There’s even a book that has been written with reStructuredText (“C++ Template Metaprogramming” by David Abrahams & Aleksey Gurtovoy), but they ran into the limitations of reST and Docutils, so we wouldn't recommend this approach — yet. reStructuredText has to (and will) become more powerful.

Status

Docutils 0.4 released January 9.

Experimental

(That’s what the “0.” means)
- API subject to change, but no arbitrary changes
- Document model too
- A few bugs (details, details)
- Lots of to-do items (come join our sprint!)
Yet it’s already very usable! :-)
From release 0.4, micro releases (0.4.x) are bugfix-only.
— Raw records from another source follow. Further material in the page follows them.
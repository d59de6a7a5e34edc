//! HTTP server for the control plane.
//!
//! Provides endpoints for:
//! - Jobs (`/v1/jobs`): submit, list, status, cancel
//! - Workers (`/v1/workers`): register, list, heartbeat, request work
//! - Task results (`/v1/tasks/{task_id}/result`)
//! - Health check (`/health`)
//! - Prometheus metrics (`/metrics`)

use std::sync::Arc;

use axum::{
    routing::{get, post},
    Router,
};
use tower_http::cors::{Any, CorsLayer};
use tower_http::trace::TraceLayer;

use crate::state::AppState;

mod error;
mod handlers;

pub use error::ApiError;

/// Header carrying the caller identity set by the fronting request router.
pub const SUBMITTED_BY_HEADER: &str = "x-fleetrun-user";

/// Create the HTTP router.
pub fn create_router(state: Arc<AppState>) -> Router {
    // CORS layer for dashboards on other origins
    let cors = CorsLayer::new()
        .allow_origin(Any)
        .allow_methods(Any)
        .allow_headers(Any);

    Router::new()
        // Job routes
        .route(
            "/v1/jobs",
            post(handlers::submit_job).get(handlers::list_jobs),
        )
        .route("/v1/jobs/:job_id", get(handlers::get_job))
        .route("/v1/jobs/:job_id/cancel", post(handlers::cancel_job))
        // Worker routes
        .route(
            "/v1/workers",
            post(handlers::register_worker).get(handlers::list_workers),
        )
        .route("/v1/workers/:worker_id/heartbeat", post(handlers::heartbeat))
        .route("/v1/workers/:worker_id/tasks", post(handlers::request_task))
        .route("/v1/tasks/:task_id/result", post(handlers::report_task_result))
        // Observability routes
        .route("/health", get(handlers::health_check))
        .route("/metrics", get(handlers::metrics_handler))
        .layer(TraceLayer::new_for_http())
        .layer(cors)
        .with_state(state)
}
We’re currently working on 0.5.

Existing Uses

Docutils front-end tools (rst2html.py, rst2s5.py, rstpep2html.py, etc.)
Wikis (MoinMoin, ZWiki, Trac, others)
Blogs
PEPs, GLEPs (Gentoo Linux), TIPs (TCL), PEGs (Gzz)
Auto-documentation systems: Epydoc, Pudge, Endo
Roundup
Documentation: from NASA to the William Tyndale Society Journal

What’s Missing?

Major features:

Plugin support

There are many existing extensions to Docutils (mostly in the sandbox), but they aren’t easily usable as plugins.

We want to be able to specify “use extension X, Y, and Z” from the command line, or have a directory for auto-loaded plugins, or both.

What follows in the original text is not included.